══ Dataset extract
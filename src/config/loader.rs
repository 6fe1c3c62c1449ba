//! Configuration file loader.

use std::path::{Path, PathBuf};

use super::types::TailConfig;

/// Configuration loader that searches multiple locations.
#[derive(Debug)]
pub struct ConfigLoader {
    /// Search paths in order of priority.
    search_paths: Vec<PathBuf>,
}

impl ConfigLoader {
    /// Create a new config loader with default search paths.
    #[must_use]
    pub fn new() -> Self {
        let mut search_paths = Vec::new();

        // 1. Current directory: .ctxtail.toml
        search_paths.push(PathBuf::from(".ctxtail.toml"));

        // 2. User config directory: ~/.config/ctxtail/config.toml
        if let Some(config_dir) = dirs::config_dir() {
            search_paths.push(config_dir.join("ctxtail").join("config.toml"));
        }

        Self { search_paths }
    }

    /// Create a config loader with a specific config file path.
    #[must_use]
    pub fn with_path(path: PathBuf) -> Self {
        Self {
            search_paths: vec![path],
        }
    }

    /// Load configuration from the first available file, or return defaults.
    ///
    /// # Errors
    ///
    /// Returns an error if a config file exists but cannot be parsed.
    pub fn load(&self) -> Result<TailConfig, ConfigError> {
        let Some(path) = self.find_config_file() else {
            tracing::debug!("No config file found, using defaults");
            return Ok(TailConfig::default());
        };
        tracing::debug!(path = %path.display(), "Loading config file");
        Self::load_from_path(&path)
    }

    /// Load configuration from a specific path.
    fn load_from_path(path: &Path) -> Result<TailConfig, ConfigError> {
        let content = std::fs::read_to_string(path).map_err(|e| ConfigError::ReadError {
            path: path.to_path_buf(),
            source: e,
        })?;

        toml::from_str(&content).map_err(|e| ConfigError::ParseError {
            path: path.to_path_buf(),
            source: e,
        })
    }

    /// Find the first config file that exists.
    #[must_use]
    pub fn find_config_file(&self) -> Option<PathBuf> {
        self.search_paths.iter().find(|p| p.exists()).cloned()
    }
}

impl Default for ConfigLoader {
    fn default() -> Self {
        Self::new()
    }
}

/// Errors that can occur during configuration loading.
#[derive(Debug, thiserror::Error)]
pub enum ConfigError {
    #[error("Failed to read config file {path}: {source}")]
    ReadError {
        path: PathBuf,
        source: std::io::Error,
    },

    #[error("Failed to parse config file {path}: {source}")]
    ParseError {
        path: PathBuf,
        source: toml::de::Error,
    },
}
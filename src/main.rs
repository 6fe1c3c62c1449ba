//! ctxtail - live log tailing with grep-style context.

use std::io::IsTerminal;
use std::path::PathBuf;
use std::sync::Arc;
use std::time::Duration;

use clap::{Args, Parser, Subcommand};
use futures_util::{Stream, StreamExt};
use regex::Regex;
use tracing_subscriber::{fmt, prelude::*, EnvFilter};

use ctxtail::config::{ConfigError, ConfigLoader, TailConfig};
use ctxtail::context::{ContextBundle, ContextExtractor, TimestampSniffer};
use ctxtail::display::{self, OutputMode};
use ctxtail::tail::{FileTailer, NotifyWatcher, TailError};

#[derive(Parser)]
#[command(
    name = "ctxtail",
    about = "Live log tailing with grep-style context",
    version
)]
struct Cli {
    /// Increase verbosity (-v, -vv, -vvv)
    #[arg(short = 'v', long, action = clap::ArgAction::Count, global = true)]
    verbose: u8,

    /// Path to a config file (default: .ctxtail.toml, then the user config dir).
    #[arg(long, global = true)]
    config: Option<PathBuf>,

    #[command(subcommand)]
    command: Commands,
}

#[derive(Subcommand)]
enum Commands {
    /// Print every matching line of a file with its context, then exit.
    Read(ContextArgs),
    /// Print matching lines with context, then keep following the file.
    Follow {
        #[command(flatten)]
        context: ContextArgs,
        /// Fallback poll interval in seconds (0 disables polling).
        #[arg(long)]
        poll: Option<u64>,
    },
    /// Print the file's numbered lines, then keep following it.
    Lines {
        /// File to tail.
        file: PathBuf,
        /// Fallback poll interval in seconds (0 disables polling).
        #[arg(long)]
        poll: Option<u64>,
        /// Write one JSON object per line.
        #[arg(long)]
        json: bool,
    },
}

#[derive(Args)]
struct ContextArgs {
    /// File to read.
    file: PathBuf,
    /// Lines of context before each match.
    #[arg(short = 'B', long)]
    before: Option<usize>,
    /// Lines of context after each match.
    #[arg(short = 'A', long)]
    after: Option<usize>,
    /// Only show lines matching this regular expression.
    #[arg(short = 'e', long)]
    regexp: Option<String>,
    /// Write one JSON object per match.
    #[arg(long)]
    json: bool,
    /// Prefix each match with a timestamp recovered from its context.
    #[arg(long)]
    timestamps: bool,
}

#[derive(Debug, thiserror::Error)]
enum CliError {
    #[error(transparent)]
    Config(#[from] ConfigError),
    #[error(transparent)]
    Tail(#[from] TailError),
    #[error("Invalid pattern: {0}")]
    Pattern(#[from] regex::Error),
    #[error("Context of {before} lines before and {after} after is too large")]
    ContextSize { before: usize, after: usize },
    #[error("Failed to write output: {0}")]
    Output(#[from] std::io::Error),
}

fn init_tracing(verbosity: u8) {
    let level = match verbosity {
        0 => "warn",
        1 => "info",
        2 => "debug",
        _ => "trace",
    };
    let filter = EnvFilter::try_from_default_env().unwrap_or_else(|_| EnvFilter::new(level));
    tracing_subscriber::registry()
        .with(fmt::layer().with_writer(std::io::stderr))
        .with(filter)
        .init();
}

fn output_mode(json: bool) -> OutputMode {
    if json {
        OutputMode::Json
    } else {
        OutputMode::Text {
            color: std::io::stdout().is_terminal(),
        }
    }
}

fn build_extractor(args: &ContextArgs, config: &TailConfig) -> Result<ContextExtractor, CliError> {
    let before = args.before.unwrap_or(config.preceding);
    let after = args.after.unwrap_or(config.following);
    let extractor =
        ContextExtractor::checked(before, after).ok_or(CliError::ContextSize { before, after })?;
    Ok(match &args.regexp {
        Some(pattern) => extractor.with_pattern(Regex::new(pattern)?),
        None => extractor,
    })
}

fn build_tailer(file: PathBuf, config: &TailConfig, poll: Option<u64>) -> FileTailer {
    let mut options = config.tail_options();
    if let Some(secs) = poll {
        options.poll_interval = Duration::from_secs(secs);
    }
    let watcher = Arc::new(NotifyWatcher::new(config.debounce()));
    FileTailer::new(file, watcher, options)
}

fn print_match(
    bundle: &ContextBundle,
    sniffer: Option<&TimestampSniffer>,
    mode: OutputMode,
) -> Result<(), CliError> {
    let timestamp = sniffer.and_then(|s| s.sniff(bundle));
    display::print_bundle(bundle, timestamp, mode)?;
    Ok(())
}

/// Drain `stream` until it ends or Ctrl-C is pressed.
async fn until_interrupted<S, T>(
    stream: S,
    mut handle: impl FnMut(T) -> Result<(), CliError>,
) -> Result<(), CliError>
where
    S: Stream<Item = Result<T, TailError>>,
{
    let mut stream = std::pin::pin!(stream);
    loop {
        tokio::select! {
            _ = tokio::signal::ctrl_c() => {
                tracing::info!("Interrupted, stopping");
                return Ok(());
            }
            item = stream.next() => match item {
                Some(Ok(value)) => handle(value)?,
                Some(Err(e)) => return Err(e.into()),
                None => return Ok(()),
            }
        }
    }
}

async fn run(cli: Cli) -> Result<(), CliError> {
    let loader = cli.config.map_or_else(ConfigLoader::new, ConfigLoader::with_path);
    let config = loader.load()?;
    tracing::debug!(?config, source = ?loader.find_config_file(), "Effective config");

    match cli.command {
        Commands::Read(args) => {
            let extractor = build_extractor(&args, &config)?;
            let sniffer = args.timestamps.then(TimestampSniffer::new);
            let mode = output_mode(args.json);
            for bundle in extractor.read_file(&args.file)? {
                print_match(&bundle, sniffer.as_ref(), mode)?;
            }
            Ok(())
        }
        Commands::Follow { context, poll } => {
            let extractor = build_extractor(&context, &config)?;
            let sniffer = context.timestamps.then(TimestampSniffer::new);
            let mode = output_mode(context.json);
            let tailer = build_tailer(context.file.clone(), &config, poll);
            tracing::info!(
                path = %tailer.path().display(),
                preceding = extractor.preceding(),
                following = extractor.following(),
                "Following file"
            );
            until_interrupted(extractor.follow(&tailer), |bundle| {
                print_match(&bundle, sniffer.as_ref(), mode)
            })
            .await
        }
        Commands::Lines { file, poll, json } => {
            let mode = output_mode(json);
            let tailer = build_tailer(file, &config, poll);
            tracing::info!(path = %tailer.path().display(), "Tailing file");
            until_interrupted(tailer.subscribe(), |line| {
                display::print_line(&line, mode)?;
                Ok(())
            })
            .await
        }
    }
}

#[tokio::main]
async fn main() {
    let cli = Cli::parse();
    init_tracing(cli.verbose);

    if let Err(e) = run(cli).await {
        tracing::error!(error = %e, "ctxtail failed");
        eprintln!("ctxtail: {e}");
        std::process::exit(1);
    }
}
════
* To do:
Retype exactly the lines from the first line of the records above through the line containing "pub fn with_path(path: PathBuf)", both included, and nothing else.

* Written solution:
filename src/config/loader.rs
repository 6fe1c3c62c1449ba
//! Configuration file loader.

use std::path::{Path, PathBuf};

use super::types::TailConfig;

/// Configuration loader that searches multiple locations.
#[derive(Debug)]
pub struct ConfigLoader {
    /// Search paths in order of priority.
    search_paths: Vec<PathBuf>,
}

impl ConfigLoader {
    /// Create a new config loader with default search paths.
    #[must_use]
    pub fn new() -> Self {
        let mut search_paths = Vec::new();

        // 1. Current directory: .ctxtail.toml
        search_paths.push(PathBuf::from(".ctxtail.toml"));

        // 2. User config directory: ~/.config/ctxtail/config.toml
        if let Some(config_dir) = dirs::config_dir() {
            search_paths.push(config_dir.join("ctxtail").join("config.toml"));
        }

        Self { search_paths }
    }

    /// Create a config loader with a specific config file path.
    #[must_use]
    pub fn with_path(path: PathBuf) -> Self {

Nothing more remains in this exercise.